Le militant CGT continue de croire qu'il faut maintenir la pression. « On va opérer un matraquage de communication dans les entreprises pour expliquer les enjeux de ce qui se trame ».

Et de rappeler les récentes mesures gouvernementales prises dans l'urgence pour résorber les déficits publics : taxation des complémentaires santé, poursuite des suppressions d'emploi dans la fonction publique (14.000 postes d'enseignants à la rentrée 2012), « alors que les plus riches et les patrons sont à peine mis à contribution par des « mesurettes perlinpin » vocifère un manifestant en allant acheter sa canette de soda à la camionnette syndicale qui accompagne d'ordinaire tous les rassemblements.

Didier Bertrand, secrétaire de l'union départementale CFDT, fait lui aussi un peu grise mine. « On savait qu'on ne serait pas très nombreux.
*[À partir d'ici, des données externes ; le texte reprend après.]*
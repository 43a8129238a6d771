/// Blocking user notification (an alert dialog, a status line, ...).
pub trait Notifier: Send + Sync {
    fn notify(&self, message: &str);
}
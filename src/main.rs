//! Wavecast terminal front end: analyze a place and print its forecast
//! waveforms as text.

use std::process::ExitCode;
use std::time::Duration;

use anyhow::{Context, Result};
use clap::Parser;
use wavecast_core::Config;
use wavecast_render::TextSurface;
use wavecast_ui::{AnalysisOutcome, ControllerSettings, DashboardController, Notifier};
use wavecast_weather::{
    ConfiguredLocator, ForecastClient, GeocodeClient, HttpOptions, Metric, RetryPolicy,
};

#[derive(Parser)]
#[command(
    name = "wavecast",
    version,
    about = "Hourly temperature, pressure and wind as animated waveforms"
)]
struct Cli {
    /// Place to analyze, e.g. "Berlin"
    #[arg(required_unless_present = "here", conflicts_with = "here")]
    place: Vec<String>,

    /// Use the device location from the config file
    #[arg(long)]
    here: bool,

    /// Animation frames to let run before printing
    #[arg(long, default_value_t = 30)]
    frames: u32,
}

/// Prints notifications to stderr.
struct ConsoleNotifier;

impl Notifier for ConsoleNotifier {
    fn notify(&self, message: &str) {
        eprintln!("wavecast: {}", message);
    }
}

#[tokio::main]
async fn main() -> Result<ExitCode> {
    wavecast_core::init()?;
    let cli = Cli::parse();

    // warnings are logged by the loader
    let (config, _) = Config::load_validated().context("Failed to load configuration")?;

    let options = HttpOptions {
        timeout: Duration::from_secs(config.network.timeout_secs),
        retry: RetryPolicy::new(
            config.network.max_retries,
            config.network.initial_backoff_ms,
            config.network.max_backoff_ms,
        ),
    };
    let locator = ConfiguredLocator::new(config.location.coordinates());
    if cli.here && !locator.is_available() {
        tracing::warn!("--here needs [location] latitude and longitude in config.toml");
    }
    let geocoder = GeocodeClient::new(&config.api.geocode_url, &options, locator)
        .context("Failed to create geocoding client")?
        .with_locate_timeout(Duration::from_secs(config.network.locate_timeout_secs));
    let forecast = ForecastClient::new(&config.api.forecast_url, &options)
        .context("Failed to create forecast client")?;

    let settings = ControllerSettings::from_config(&config);
    let frame_interval = settings.frame_interval;
    let (columns, rows) = (
        config.render.surface_width as usize,
        config.render.surface_height as usize,
    );
    let controller = DashboardController::new(geocoder, forecast, ConsoleNotifier, settings, |_| {
        TextSurface::new(columns, rows)
    });

    let outcome = if cli.here {
        controller.geolocate().await
    } else {
        controller.search_and_analyze(&cli.place.join(" ")).await
    };

    if let AnalysisOutcome::Rendered { .. } = outcome {
        tokio::time::sleep(frame_interval * cli.frames).await;
        print_dashboard(&controller);
    }

    controller.shutdown().await;

    Ok(match outcome {
        AnalysisOutcome::Rendered { .. } => ExitCode::SUCCESS,
        AnalysisOutcome::NoLocation | AnalysisOutcome::Failed | AnalysisOutcome::Superseded => {
            ExitCode::FAILURE
        }
    })
}

fn print_dashboard<G, F, N>(controller: &DashboardController<G, F, N, TextSurface>)
where
    G: wavecast_weather::Geocoder,
    F: wavecast_weather::ForecastSource,
    N: Notifier,
{
    if let Some(place) = controller.selected() {
        println!(
            "{} ({:.2}, {:.2})  [{} theme]",
            place.label(),
            place.latitude,
            place.longitude,
            controller.theme().as_str()
        );
    }

    for metric in Metric::ALL {
        let Some(panel) = controller.panel(metric) else {
            continue;
        };
        let marker = if panel.is_expanded() { '▾' } else { '▸' };
        let range = panel
            .view()
            .and_then(|view| view.stats())
            .map(|s| format!("  {:.1} to {:.1} {}", s.min, s.max, metric.unit()))
            .unwrap_or_default();
        println!("\n{} {} ({}){}", marker, metric.label(), metric.unit(), range);
        if panel.is_expanded() {
            println!("{}", panel.surface().lock().render());
        }
    }

    if let Some(insights) = controller.insights() {
        println!();
        for line in [
            &insights.surface,
            &insights.pressure,
            &insights.wind,
            &insights.context,
        ] {
            println!("{}", line);
        }
    }
}
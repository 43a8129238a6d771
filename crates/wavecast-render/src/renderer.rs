use std::f64::consts::TAU;
use std::sync::Arc;

use wavecast_weather::{HourlySeries, Metric};

use crate::mapping::index_for_column;
use crate::params::WaveParams;
use crate::stats::SeriesStats;
use crate::surface::{StrokeStyle, Surface};

/// Undulation amplitudes as a share of surface height
const PRIMARY_SWELL: f64 = 0.06;
const SECONDARY_SWELL: f64 = 0.03;
/// Full sine cycles across the surface width
const PRIMARY_CYCLES: f64 = 2.0;
const SECONDARY_CYCLES: f64 = 5.0;
const SECONDARY_DRIFT: f64 = 1.3;

/// Read-only view of one metric of a forecast, shared by the frame loop and
/// pointer handlers.
#[derive(Debug, Clone)]
pub struct SeriesView {
    series: Arc<HourlySeries>,
    metric: Metric,
    stats: Option<SeriesStats>,
}

impl SeriesView {
    pub fn new(series: Arc<HourlySeries>, metric: Metric) -> Self {
        let stats = SeriesStats::from_values(series.values(metric));
        Self {
            series,
            metric,
            stats,
        }
    }

    pub fn metric(&self) -> Metric {
        self.metric
    }

    pub fn series(&self) -> &Arc<HourlySeries> {
        &self.series
    }

    pub fn values(&self) -> &[f64] {
        self.series.values(self.metric)
    }

    /// `None` when the series is empty
    pub fn stats(&self) -> Option<SeriesStats> {
        self.stats
    }

    pub fn len(&self) -> usize {
        self.values().len()
    }

    pub fn is_empty(&self) -> bool {
        self.values().is_empty()
    }

    /// Sample under column `x`; the same lookup drawing uses.
    pub fn index_at(&self, x: f64, width: f64) -> Option<usize> {
        index_for_column(x, width, self.len())
    }

    pub fn normalized_at(&self, index: usize) -> Option<f64> {
        let value = *self.values().get(index)?;
        Some(self.stats?.normalize(value))
    }
}

/// Per-loop mutable state.
#[derive(Debug, Clone, Copy, PartialEq)]
pub struct RenderState {
    pub phase: f64,
    pub min: f64,
    pub max: f64,
    pub hue: f64,
    pub speed: f64,
}

/// One metric's animated waveform.
#[derive(Debug, Clone)]
pub struct SeriesRenderer {
    view: Arc<SeriesView>,
    state: RenderState,
    strength: f64,
}

impl SeriesRenderer {
    pub fn new(view: Arc<SeriesView>, latitude: f64) -> Self {
        let params = WaveParams::new(view.metric(), latitude);
        let (min, max) = view
            .stats()
            .map(|s| (s.min, s.max))
            .unwrap_or((0.0, 0.0));

        Self {
            view,
            state: RenderState {
                phase: 0.0,
                min,
                max,
                hue: params.hue,
                speed: params.speed,
            },
            strength: params.strength,
        }
    }

    pub fn view(&self) -> &Arc<SeriesView> {
        &self.view
    }

    pub fn state(&self) -> RenderState {
        self.state
    }

    /// Path for the current phase: one point per whole column in `[0, width]`.
    pub fn frame_points(&self, width: f64, height: f64) -> Vec<(f64, f64)> {
        if width.is_nan() || height.is_nan() || width <= 0.0 || height <= 0.0 {
            return Vec::new();
        }

        let mid = height / 2.0;
        let values = self.view.values();
        let stats = self.view.stats();
        let columns = width.floor() as usize;

        (0..=columns)
            .map(|column| {
                let x = column as f64;
                let y = match (self.view.index_at(x, width), stats) {
                    (Some(i), Some(stats)) => {
                        let norm = stats.normalize(values[i]);
                        let data = (norm - 0.5) * self.strength * height;
                        let swell = undulation(x / width, self.state.phase) * height;
                        (mid - data + swell).clamp(0.0, height)
                    }
                    // nothing to draw: flat line
                    _ => mid,
                };
                (x, y)
            })
            .collect()
    }

    /// Draw one frame and advance the phase.
    pub fn draw_frame<S: Surface + ?Sized>(&mut self, surface: &mut S) {
        let (width, height) = surface.size();
        let points = self.frame_points(width, height);

        surface.clear();
        if let Some(((x0, y0), rest)) = points.split_first() {
            surface.begin_path();
            surface.move_to(*x0, *y0);
            for (x, y) in rest {
                surface.line_to(*x, *y);
            }
            surface.stroke(&StrokeStyle::from_hue(self.state.hue));
        }

        self.state.phase += self.state.speed;
    }
}

/// Data-independent swell at horizontal fraction `u` and phase `t`.
fn undulation(u: f64, t: f64) -> f64 {
    PRIMARY_SWELL * (TAU * PRIMARY_CYCLES * u + t).sin()
        + SECONDARY_SWELL * (TAU * SECONDARY_CYCLES * u - SECONDARY_DRIFT * t).sin()
}

#[cfg(test)]
mod tests {
    use super::*;
    use crate::surface::{DrawCommand, RecordingSurface};

    fn series(temperature: Vec<f64>) -> Arc<HourlySeries> {
        let len = temperature.len();
        Arc::new(HourlySeries {
            latitude: 52.52,
            longitude: 13.405,
            time: Vec::new(),
            temperature,
            pressure: vec![1013.0; len],
            wind_speed: vec![3.0; len],
        })
    }

    fn renderer(temperature: Vec<f64>, metric: Metric) -> SeriesRenderer {
        SeriesRenderer::new(Arc::new(SeriesView::new(series(temperature), metric)), 52.52)
    }

    #[test]
    fn test_berlin_temperature_stats() {
        let r = renderer(vec![10.0, 10.5, 11.0, 10.8, 10.1], Metric::Temperature);
        let state = r.state();
        assert_eq!(state.min, 10.0);
        assert_eq!(state.max, 11.0);
    }

    #[test]
    fn test_frames_never_panic_and_stay_on_surface() {
        let mut r = renderer(vec![10.0, 10.5, 11.0], Metric::Temperature);
        let mut surface = RecordingSurface::new(300.0, 80.0);
        for _ in 0..500 {
            r.draw_frame(&mut surface);
            for (_, y) in surface.path_points() {
                assert!((0.0..=80.0).contains(&y));
            }
        }
        assert_eq!(surface.frames(), 500);
    }

    #[test]
    fn test_one_point_per_column_and_one_stroke() {
        let mut r = renderer(vec![1.0, 2.0], Metric::Temperature);
        let mut surface = RecordingSurface::new(100.0, 50.0);
        r.draw_frame(&mut surface);

        let points = surface.path_points();
        assert_eq!(points.len(), 101);
        assert_eq!(points[0].0, 0.0);
        assert_eq!(points[100].0, 100.0);
        assert_eq!(surface.stroke_count(), 1);
        assert!(matches!(surface.commands()[2], DrawCommand::MoveTo(..)));
    }

    #[test]
    fn test_phase_advances_by_speed() {
        let mut r = renderer(vec![1.0, 2.0], Metric::Temperature);
        let speed = r.state().speed;
        let mut surface = RecordingSurface::new(10.0, 10.0);
        r.draw_frame(&mut surface);
        r.draw_frame(&mut surface);
        assert!((r.state().phase - 2.0 * speed).abs() < 1e-12);
    }

    #[test]
    fn test_animation_changes_the_curve() {
        let mut r = renderer(vec![1.0, 2.0, 3.0], Metric::Temperature);
        let before = r.frame_points(100.0, 50.0);
        let mut surface = RecordingSurface::new(100.0, 50.0);
        for _ in 0..10 {
            r.draw_frame(&mut surface);
        }
        assert_ne!(before, r.frame_points(100.0, 50.0));
    }

    #[test]
    fn test_higher_values_draw_higher() {
        let r = renderer(vec![0.0, 100.0], Metric::Temperature);
        let points = r.frame_points(100.0, 100.0);
        // both columns sit where the swell is zero
        let low = points[0].1;
        let high = points[50].1;
        assert!(high < low, "high value should have smaller y: {} vs {}", high, low);
    }

    #[test]
    fn test_empty_series_draws_flat_line() {
        let mut r = renderer(Vec::new(), Metric::Temperature);
        assert_eq!(r.state().min, 0.0);
        let mut surface = RecordingSurface::new(20.0, 10.0);
        r.draw_frame(&mut surface);
        assert!(surface.path_points().iter().all(|(_, y)| *y == 5.0));
    }

    #[test]
    fn test_constant_series_is_finite() {
        let r = renderer(vec![10.0, 10.5], Metric::Pressure);
        assert_eq!(r.state().min, r.state().max);
        assert!(r
            .frame_points(64.0, 32.0)
            .iter()
            .all(|(_, y)| y.is_finite()));
    }

    #[test]
    fn test_zero_sized_surface_draws_nothing() {
        let mut r = renderer(vec![1.0], Metric::Temperature);
        let mut surface = RecordingSurface::new(0.0, 10.0);
        r.draw_frame(&mut surface);
        assert!(surface.path_points().is_empty());
        assert_eq!(surface.frames(), 1);
    }

    #[test]
    fn test_normalized_values_in_unit_range() {
        let view = SeriesView::new(series(vec![-4.0, 0.0, 3.3, 9.9]), Metric::Temperature);
        for i in 0..view.len() {
            let n = view.normalized_at(i).unwrap();
            assert!((0.0..=1.0).contains(&n));
        }
        assert_eq!(view.normalized_at(4), None);
    }
}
D'ailleurs, nous, on n'appelait pas à la grève. Avec un pouvoir d'achat en berne, c'est difficile pour les salariés de débrayer ».

Pourtant, l'heure de la manifestation, à 17 h, permettait pour la plupart d'éviter de chômer une journée.

Mais visiblement, le coeur n'y était pas. Et Didier Bertrand reconnaît que « c'est une vraie déception par rapport aux manifs qui ont mobilisé comme la réforme des retraites ».

Sans doute, le mot d'ordre manquait-il cette fois de visibilité pour mettre dans la rue des centaines de personnes.

« C'est difficile », admet Patrice Ancelin (FSU). « On sent un ras-le-bol manifeste. Sur les retraites, il y a eu peu d'avancées. Et forcément, ça génère de la déception ».

Pas sûr dès lors que mêler des revendications tous azimuts -- défense du pouvoir d'achat, de l'emploi, réforme globale de la fiscalité, réduction des inégalités, meilleure répartition des richesses -- cristallise les énergies.

Ludovic Lerat (UNSA) en convient : « il y a une certaine résignation et on va réfléchir à d'autres formes d'action pour ne pas laisser le champ libre aux seuls politiques ».